In Plato's Phaedrus (274 c-d), Socrates reminds Greek collective memory that ta grammata, that is, "the letters", "the writing systems" were first invented in Kemet (i.e. Ancient Egypt,) thanks to the divine principle known as Thoth.
Sir Arthur John Evans (1851-1941), a British archaeologist, who unearthed remnants of the Bronze Age Minoan civilization in Crete (an island of South East Greece in the Eastern Mediterranean Sea), believed quite rightly that most of the Cretan glyphs were borrowed from the Egyptian system of writing : see his book entitles Scripta Minoa (Oxford : Clarendon Press, 1909) with 132 illustrations, 13 plates and 26 tables.
2. New Data Found in Africa
This critical issue is now almost solved, thanks to the excavations led by Dr. Günter Dreyer, Director of the German Archaeological Institute in Cairo. The most ancient written texts in world history were then dug up at Abydos, in Upper Egypt. Some years ago, more than 200 labels were found by Dr. Dreyer and his team. It is a question of script because texts written, use ideograms as phonograms, that is, signs have phonetic value. These labels in ivory were dated by radiometric methods, and they are older than Sumerian script, which will give birth to the cuneiform system of writing.
Let us specify that a given script is the visual representation of a language, i.e. voice sounds. A system of writing is an organized set of symbols or written signs used to serve as material objects representing invisible voice sounds. To write is to form signs, i.e. characters or symbols on a surface such as stone, wood, ivory, clay, papyrus, paper with an instrument such as a chisel or a pen.
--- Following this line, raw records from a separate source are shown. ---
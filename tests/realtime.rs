use anyhow::Result;
use assert_no_alloc::{AllocDisabler, assert_no_alloc};
use screamer::params::{ControlSnapshot, ParamId, ParameterStore};
use screamer::pedal::{Pedal, ProcessSpec, Topology};
use std::sync::Arc;

#[global_allocator]
static A: AllocDisabler = AllocDisabler;

const SAMPLE_RATE: f64 = 48_000.0;
const BUFFER_SIZE: usize = 256;

#[test]
fn process_does_not_allocate_after_warm_up() -> Result<()> {
    for topology in [Topology::Classic, Topology::Split] {
        for oversampling in [1, 2, 8] {
            let store = Arc::new(ParameterStore::new(ControlSnapshot::default()));
            let (mut pedal, handle) = Pedal::new(Arc::clone(&store), topology, oversampling);
            pedal.prepare(ProcessSpec {
                sample_rate: SAMPLE_RATE,
                max_block_size: BUFFER_SIZE,
                input_channels: 1,
            })?;

            let input: Vec<f32> = (0..BUFFER_SIZE * 3)
                .map(|i| (i as f32 * 0.05).sin() * 0.5)
                .collect();
            let mut left = input.clone();
            let mut right = vec![0.0f32; input.len()];

            // Warm-up block.
            pedal.process(&mut [&mut left[..BUFFER_SIZE], &mut right[..BUFFER_SIZE]]);

            for step in 0..16 {
                // Automation straight into the store: derived in-line.
                store.set_value(ParamId::Drive, step as f32 / 16.0);
                // Through the handle: published from this thread, outside the check.
                handle.set_parameter(ParamId::Tone, 1.0 - step as f32 / 16.0);
                store.set_value(ParamId::Level, 0.5);

                left.copy_from_slice(&input);
                assert_no_alloc(|| {
                    // Longer than the prepared block size on purpose.
                    pedal.process(&mut [&mut left[..], &mut right[..]]);
                });
            }

            assert!(left.iter().all(|s| s.is_finite()), "{topology} {oversampling}x");
        }
    }
    Ok(())
}

#[test]
fn path_swap_does_not_allocate_on_the_audio_thread() -> Result<()> {
    let store = Arc::new(ParameterStore::default());
    let (mut pedal, handle) = Pedal::new(store, Topology::Classic, 2);
    pedal.prepare(ProcessSpec {
        sample_rate: SAMPLE_RATE,
        max_block_size: BUFFER_SIZE,
        input_channels: 1,
    })?;

    let mut left = vec![0.1f32; BUFFER_SIZE];
    let mut right = vec![0.0f32; BUFFER_SIZE];
    pedal.process(&mut [&mut left[..], &mut right[..]]);

    handle.set_topology(Topology::Split)?;
    assert_no_alloc(|| {
        pedal.process(&mut [&mut left[..], &mut right[..]]);
    });

    assert_eq!(pedal.layout(), Some(&Topology::Split.layout()));
    assert_eq!(handle.collect_retired(), 1);
    Ok(())
}
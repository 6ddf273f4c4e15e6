pub mod bilinear;
pub mod biquad;
pub mod clipper;
pub mod coefficients;
pub mod oversampler;

pub use bilinear::{AnalogPrototype, BilinearError};
pub use biquad::IirFilter;
pub use clipper::DiodeClipper;
pub use coefficients::{Coefficients, Response};
pub use oversampler::Oversampler;
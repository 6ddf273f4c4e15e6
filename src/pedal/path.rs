use anyhow::{Context, Result, bail};
use log::debug;
use rubato::ResampleError;

use crate::circuit::Network;
use crate::dsp::{Coefficients, DiodeClipper, IirFilter, Oversampler, Response};
use crate::pedal::bank::CircuitCoefficients;
use crate::pedal::layout::{Layout, PostStage, Recombine};

/// A [`Layout`] assembled for one sample rate and block size: filters,
/// clipper, scratch buffers and the oversampler around the drive section.
///
/// All buffers are sized in [`SignalPath::new`]; [`SignalPath::process`]
/// never allocates.
pub struct SignalPath {
    layout: Layout,
    sample_rate: f64,
    max_block: usize,
    drive: Option<DriveSection>,
    post: Vec<PostSlot>,
    /// Copy of the block for parallel branches.
    scratch: Vec<f32>,
    oversampler: Oversampler,
}

struct DriveSection {
    network: Network,
    recombine: Recombine,
    filter: IirFilter,
    clipper: DiodeClipper,
    /// Drive filter output at the oversampled rate.
    modulation: Vec<f32>,
}

enum PostSlot {
    Filter(Network, IirFilter),
    ParallelSum(Network, IirFilter),
    Gain,
}

impl SignalPath {
    pub fn new(
        layout: Layout,
        sample_rate: f64,
        max_block: usize,
        oversampling: usize,
    ) -> Result<Self> {
        layout.validate().context("invalid layout")?;
        if !(sample_rate.is_finite() && sample_rate >= 1.0) {
            bail!("invalid sample rate: {sample_rate}");
        }
        if max_block == 0 {
            bail!("maximum block size must be positive");
        }

        let oversampler = Oversampler::new(oversampling, sample_rate.round() as usize, max_block)
            .context("failed to build oversampler")?;

        let drive = layout.drive.map(|spec| DriveSection {
            network: spec.network,
            recombine: spec.recombine,
            filter: IirFilter::default(),
            clipper: DiodeClipper::new(1.0),
            modulation: vec![0.0; oversampler.max_callback_len(max_block)],
        });

        let post = layout
            .post
            .iter()
            .map(|stage| match *stage {
                PostStage::Filter(network) => PostSlot::Filter(network, IirFilter::default()),
                PostStage::ParallelSum(network) => {
                    PostSlot::ParallelSum(network, IirFilter::default())
                }
                PostStage::Gain => PostSlot::Gain,
            })
            .collect();

        let path = Self {
            layout,
            sample_rate,
            max_block,
            drive,
            post,
            scratch: vec![0.0; max_block],
            oversampler,
        };

        debug!(
            "Built signal path: {} post stages, {oversampling}x oversampling, {} frames latency",
            path.layout.post.len(),
            path.latency()
        );

        Ok(path)
    }

    pub const fn layout(&self) -> &Layout {
        &self.layout
    }

    pub fn into_layout(self) -> Layout {
        self.layout
    }

    pub const fn sample_rate(&self) -> f64 {
        self.sample_rate
    }

    /// Rate the drive section runs at.
    pub fn drive_rate(&self) -> f64 {
        self.sample_rate * self.oversampler.factor() as f64
    }

    pub const fn oversampling(&self) -> usize {
        self.oversampler.factor()
    }

    pub const fn max_block(&self) -> usize {
        self.max_block
    }

    /// Frames of delay added by the path. Only the drive section runs
    /// through the oversampler, so a path without one adds none.
    pub fn latency(&self) -> usize {
        if self.drive.is_some() {
            self.oversampler.latency()
        } else {
            0
        }
    }

    /// Installs a coefficient set. Filter state is left alone.
    pub fn apply(&mut self, coeffs: &CircuitCoefficients) {
        if let Some(drive) = self.drive.as_mut() {
            drive.filter.set_coefficients(coeffs.get(drive.network));
            drive.clipper.set_feedback_resistance(coeffs.feedback_resistance);
        }

        for slot in &mut self.post {
            match slot {
                PostSlot::Filter(network, filter) | PostSlot::ParallelSum(network, filter) => {
                    filter.set_coefficients(coeffs.get(*network));
                }
                PostSlot::Gain => {}
            }
        }
    }

    /// Coefficients currently installed for `network`, if the path uses it.
    pub fn installed(&self, network: Network) -> Option<Coefficients> {
        if let Some(drive) = &self.drive
            && drive.network == network
        {
            return Some(*drive.filter.coefficients());
        }

        self.post.iter().find_map(|slot| match slot {
            PostSlot::Filter(n, filter) | PostSlot::ParallelSum(n, filter) if *n == network => {
                Some(*filter.coefficients())
            }
            _ => None,
        })
    }

    /// Zeroes every filter, the oversampler and the scratch buffers.
    pub fn reset(&mut self) {
        if let Some(drive) = self.drive.as_mut() {
            drive.filter.reset();
            drive.modulation.fill(0.0);
        }
        for slot in &mut self.post {
            if let PostSlot::Filter(_, filter) | PostSlot::ParallelSum(_, filter) = slot {
                filter.reset();
            }
        }
        self.scratch.fill(0.0);
        self.oversampler.reset();
    }

    /// Processes one block of at most `max_block` frames in place.
    pub fn process(&mut self, block: &mut [f32], level: f32) -> Result<(), ResampleError> {
        let len = block.len().min(self.max_block);
        let block = &mut block[..len];

        if let Some(drive) = self.drive.as_mut() {
            self.oversampler.process(block, |buf| drive.run(buf))?;
        }

        for slot in &mut self.post {
            match slot {
                PostSlot::Filter(_, filter) => filter.process(block),
                PostSlot::ParallelSum(_, filter) => {
                    let branch = &mut self.scratch[..len];
                    filter.process_into(block, branch);
                    for (sample, &wet) in block.iter_mut().zip(branch.iter()) {
                        *sample += wet;
                    }
                }
                PostSlot::Gain => {
                    for sample in block.iter_mut() {
                        *sample *= level;
                    }
                }
            }
        }

        Ok(())
    }
}

impl DriveSection {
    /// Drive filter, clipper and recombination over one (oversampled) buffer.
    fn run(&mut self, buf: &mut [f32]) {
        let len = buf.len().min(self.modulation.len());
        let buf = &mut buf[..len];
        let modulation = &mut self.modulation[..len];

        self.filter.process_into(buf, modulation);

        match self.recombine {
            Recombine::AddDry => {
                for (sample, &v) in buf.iter_mut().zip(modulation.iter()) {
                    *sample += self.clipper.process(v);
                }
            }
            Recombine::Replace => {
                for (sample, &v) in buf.iter_mut().zip(modulation.iter()) {
                    *sample = self.clipper.process(v);
                }
            }
        }
    }
}

impl Layout {
    /// Linear response of the layout at `freq` Hz with the clipper treated
    /// as a wire, which holds while the feedback voltage stays below the
    /// diode knee.
    pub fn small_signal_response(&self, coeffs: &CircuitCoefficients, freq: f64) -> Response {
        let mut response = Response::ONE;

        if let Some(drive) = &self.drive {
            let h = coeffs
                .get(drive.network)
                .response_at(freq, coeffs.drive_rate);
            response = match drive.recombine {
                Recombine::AddDry => Response::ONE.add(h),
                Recombine::Replace => h,
            };
        }

        for stage in &self.post {
            let stage_response = match *stage {
                PostStage::Filter(network) => {
                    coeffs.get(network).response_at(freq, coeffs.base_rate)
                }
                PostStage::ParallelSum(network) => {
                    Response::ONE.add(coeffs.get(network).response_at(freq, coeffs.base_rate))
                }
                PostStage::Gain => Response::scalar(f64::from(coeffs.controls.level)),
            };
            response = response.mul(stage_response);
        }

        response
    }
}

#[cfg(test)]
mod tests {
    use super::*;
    use crate::params::ControlSnapshot;
    use crate::pedal::layout::{DriveSpec, Topology};
    use std::f32::consts::PI;

    const SAMPLE_RATE: f64 = 48_000.0;

    fn coefficients(controls: &ControlSnapshot, oversampling: usize) -> CircuitCoefficients {
        let (set, rejected) = CircuitCoefficients::default().derive(
            controls,
            SAMPLE_RATE,
            SAMPLE_RATE * oversampling as f64,
        );
        assert_eq!(rejected, 0);
        set
    }

    fn sine(len: usize, freq: f32, amplitude: f32) -> Vec<f32> {
        (0..len)
            .map(|i| (2.0 * PI * freq * i as f32 / SAMPLE_RATE as f32).sin() * amplitude)
            .collect()
    }

    #[test]
    fn rejects_invalid_configuration() {
        let layout = Topology::Classic.layout();
        assert!(SignalPath::new(layout.clone(), 0.0, 256, 1).is_err());
        assert!(SignalPath::new(layout.clone(), f64::NAN, 256, 1).is_err());
        assert!(SignalPath::new(layout.clone(), SAMPLE_RATE, 0, 1).is_err());
        assert!(SignalPath::new(layout, SAMPLE_RATE, 256, 3).is_err());
    }

    #[test]
    fn apply_installs_coefficients_by_network() -> anyhow::Result<()> {
        let controls = ControlSnapshot::default();
        let coeffs = coefficients(&controls, 1);

        let mut path = SignalPath::new(Topology::Split.layout(), SAMPLE_RATE, 128, 1)?;
        path.apply(&coeffs);

        for network in [
            Network::SinglePoleDrive,
            Network::Recovery,
            Network::ToneBranch,
            Network::OutputCoupling,
        ] {
            assert_eq!(path.installed(network), Some(coeffs.get(network)));
        }
        assert_eq!(path.installed(Network::ActiveDrive), None);
        assert_eq!(path.installed(Network::ToneStack), None);
        Ok(())
    }

    #[test]
    fn split_and_classic_agree_without_the_feedback_cap() {
        let coeffs = coefficients(&ControlSnapshot::default(), 1);

        let split = Topology::Split.layout();
        let classic_single_pole = Layout {
            drive: Some(DriveSpec {
                network: Network::SinglePoleDrive,
                recombine: Recombine::AddDry,
            }),
            ..Topology::Classic.layout()
        };

        for freq in [100.0, 1_000.0, 4_000.0] {
            let a = split.small_signal_response(&coeffs, freq).norm();
            let b = classic_single_pole.small_signal_response(&coeffs, freq).norm();
            assert!((a - b).abs() / b < 1e-3, "{freq} Hz: split={a} classic={b}");
        }
    }

    #[test]
    fn replace_drops_the_dry_signal() {
        let coeffs = coefficients(&ControlSnapshot::default(), 1);
        let add = Topology::Classic.layout();
        let mut replace = add.clone();
        if let Some(drive) = replace.drive.as_mut() {
            drive.recombine = Recombine::Replace;
        }

        let with_dry = add.small_signal_response(&coeffs, 1_000.0).norm();
        let without = replace.small_signal_response(&coeffs, 1_000.0).norm();
        assert!(with_dry > without);
    }

    #[test]
    fn output_stays_bounded_with_hot_input() -> anyhow::Result<()> {
        let controls = ControlSnapshot {
            drive: 1.0,
            level: 1.0,
            ..ControlSnapshot::default()
        };

        for topology in [Topology::Classic, Topology::Split] {
            let oversampling = topology.default_oversampling();
            let mut path = SignalPath::new(topology.layout(), SAMPLE_RATE, 256, oversampling)?;
            path.apply(&coefficients(&controls, oversampling));

            let mut signal = sine(SAMPLE_RATE as usize / 4, 220.0, 1.0);
            for block in signal.chunks_mut(256) {
                path.process(block, controls.level)?;
            }

            // Clipped feedback voltage is below a volt, plus the dry signal.
            let peak = signal.iter().fold(0.0f32, |m, s| m.max(s.abs()));
            assert!(signal.iter().all(|s| s.is_finite()), "{topology}");
            assert!(peak < 3.0 && peak > 0.1, "{topology}: peak {peak}");
        }
        Ok(())
    }

    #[test]
    fn reset_silences_ringing_filters() -> anyhow::Result<()> {
        let mut path = SignalPath::new(Topology::Classic.layout(), SAMPLE_RATE, 64, 2)?;
        path.apply(&coefficients(&ControlSnapshot::default(), 2));

        let mut loud = vec![1.0f32; 64];
        path.process(&mut loud, 1.0)?;

        path.reset();
        let mut silent = vec![0.0f32; 64];
        path.process(&mut silent, 1.0)?;
        assert!(silent.iter().all(|&s| s == 0.0));
        Ok(())
    }
}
3. Actual Chronical Writing Chart in the World
The chronology for the four independent centers of writing in world history is now as follows :
- Egyptian System of Writing : The earliest hieroglyphic signs dating from about 3400 B.C. They are already used for their sound values. This system of writing was developed in three successive stages, known as hieroglyphic, hieratic, and demotic.
- Sumerian Writing : about 3060 B.C.. The Sumerian script was always on clay. The most ancient Sumerian inscriptions on tokens and seals are difficult to read because there is no firm relationship between sign and language. From about 3000 B.C. wet clay were impressed by means of a triangular shaped stylus, leaving a wedge shaped mark. The Cuneiform Writing had thus come into existence.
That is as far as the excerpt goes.